Most folks start with color.
Black, natural, brown—something that looks right to them.
That’s a good place to begin. But color in a felt hat doesn’t behave the way people expect. It shifts. It softens. It takes on character the more it’s worn.
What looks like a simple choice usually isn’t.
Color Isn’t Just Color
Felt isn’t flat like fabric or paint.
Even when the same dye is used:
• one hat may come out warmer
• another cooler
• one picks up light differently than the next
That comes down to:
• the felt itself
• how it’s finished
• how light hits the surface
It’s why two “natural” hats can look completely different side by side.
The Core Colors Most People Choose
Most hats that leave the shop fall into a few ranges:
Black
Clean. Direct. Dresses up easily. Holds a sharper presence.
Natural / Bone
Lighter, softer. Shows more variation. Tends to feel more relaxed.
Brown / Pecan / Whiskey
Sits in the middle. Warmer tones. Easy to wear day to day.

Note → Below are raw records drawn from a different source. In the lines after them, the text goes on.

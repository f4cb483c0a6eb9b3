use crossterm::event::{KeyCode, KeyEvent, KeyModifiers};

#[derive(Debug, Clone)]
pub enum Event {
    Tick,
    /// Frame boundary: the loop draws, and deferred UI locks are released.
    Render,
    Key(KeyEvent),
    Resize,
}

impl Event {
    pub fn is_quit(&self) -> bool {
        matches!(
            self,
            Event::Key(KeyEvent {
                code: KeyCode::Char('c'),
                modifiers: KeyModifiers::CONTROL,
                ..
            })
        )
    }
}
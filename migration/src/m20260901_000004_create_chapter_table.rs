use sea_orm_migration::{prelude::*, schema::*};

use super::m20260901_000003_create_book_table::Book;

#[derive(DeriveMigrationName)]
pub struct Migration;

#[async_trait::async_trait]
impl MigrationTrait for Migration {
    async fn up(&self, manager: &SchemaManager) -> Result<(), DbErr> {
        manager
            .create_table(
                Table::create()
                    .table(Chapter::Table)
                    .if_not_exists()
                    .col(pk_auto(Chapter::Id))
                    .col(string(Chapter::Name))
                    .col(string(Chapter::NameSearch))
                    .col(text_null(Chapter::Description))
                    .col(text_null(Chapter::DescriptionSearch))
                    .col(string_null(Chapter::Url))
                    .col(boolean(Chapter::IsPremium).default(true))
                    .col(integer(Chapter::BookId))
                    .col(
                        timestamp_with_time_zone(Chapter::CreatedAt)
                            .default(Expr::current_timestamp())
                            .not_null(),
                    )
                    .col(
                        timestamp_with_time_zone(Chapter::UpdatedAt)
                            .default(Expr::current_timestamp())
                            .not_null(),
                    )
                    .foreign_key(
                        ForeignKey::create()
                            .name("fk_chapter_book_id")
                            .from(Chapter::Table, Chapter::BookId)
                            .to(Book::Table, Book::Id)
                            .on_delete(ForeignKeyAction::Cascade)
                            .on_update(ForeignKeyAction::Cascade),
                    )
                    .to_owned(),
            )
            .await
    }

    async fn down(&self, manager: &SchemaManager) -> Result<(), DbErr> {
        manager
            .drop_table(Table::drop().table(Chapter::Table).to_owned())
            .await
    }
}

#[derive(DeriveIden)]
pub enum Chapter {
    Table,
    Id,
    Name,
    NameSearch,
    Description,
    DescriptionSearch,
    Url,
    IsPremium,
    BookId,
    CreatedAt,
    UpdatedAt,
}
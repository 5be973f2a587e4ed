use chrono::NaiveDate;
use serde::{Deserialize, Serialize};
use utoipa::ToSchema;
use validator::Validate;

#[derive(Deserialize, ToSchema, Validate)]
pub struct SignUpDto {
    #[validate(length(min = 1, max = 100))]
    pub name: String,
    #[validate(email)]
    pub email: String,
    #[validate(length(min = 8, max = 100))]
    pub password: String,
    pub date_of_birth: Option<NaiveDate>,
    #[validate(length(max = 20))]
    pub gender: Option<String>,
    #[validate(length(max = 255))]
    pub address: Option<String>,
    #[validate(length(max = 30))]
    pub phone_number: Option<String>,
}

#[derive(Deserialize, ToSchema, Validate)]
pub struct SignInDto {
    #[validate(email)]
    pub email: String,
    #[validate(length(min = 1))]
    pub password: String,
}

/// Returned by signup and signin.
#[derive(Serialize, Deserialize, ToSchema)]
pub struct AuthResponseDto {
    pub id: i32,
    pub name: String,
    pub email: String,
    pub access_token: String,
    pub refresh_token: String,
}

#[derive(Serialize, Deserialize, ToSchema)]
pub struct TokenPairDto {
    pub access_token: String,
    pub refresh_token: String,
}

#[derive(Deserialize, ToSchema, Validate)]
pub struct ChangePasswordDto {
    #[validate(length(min = 1))]
    pub current_password: String,
    #[validate(length(min = 6, max = 20))]
    pub new_password: String,
}

#[derive(Deserialize, ToSchema, Validate)]
pub struct ForgotPasswordDto {
    #[validate(email)]
    pub email: String,
}

#[derive(Deserialize, ToSchema, Validate)]
pub struct ResetPasswordDto {
    #[validate(email)]
    pub email: String,
    #[validate(length(equal = 5))]
    pub token: String,
    #[validate(length(min = 6, max = 100))]
    pub new_password: String,
}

Grey / Silver Mist / Granite
More understated. Good balance between dress and work.
None of these are “better.” They just wear differently depending on the person and the use.
Rust
Sahara
Natural
Silver Mist
Whiskey
Sand
Black
Granite
Pecan
Steel
Bone
Brown
Charcoal
Willow
What Actually Matters When Choosing
A few things I usually look at:
Where the hat will be worn
Ranch, town, events—each one treats color differently
How often it’ll be used
Lighter colors show wear faster. Darker ones hold longer
What it’s worn with
Not to match perfectly—but to not fight everything else
How the person carries it
Some hats are meant to stand out. Others just settle in
Small Details Change Everything
The color isn’t the whole story.
Things like:
• a bound edge
• ribbon or buckle set
• brim finish
can shift how a color reads entirely.
A natural hat with a bound edge will feel more finished than the same hat left raw.
A black hat with the right band can soften or sharpen depending on the choice.
Why It’s Hard to Choose Online
You’re not doing anything wrong if you’re unsure.
Color is one of the hardest things to judge on a screen.
• lighting changes it
• screens shift it
• photos flatten it
That’s why we go through it in person when we can. You see it in real light, against your build, the way it’s actually going to be worn.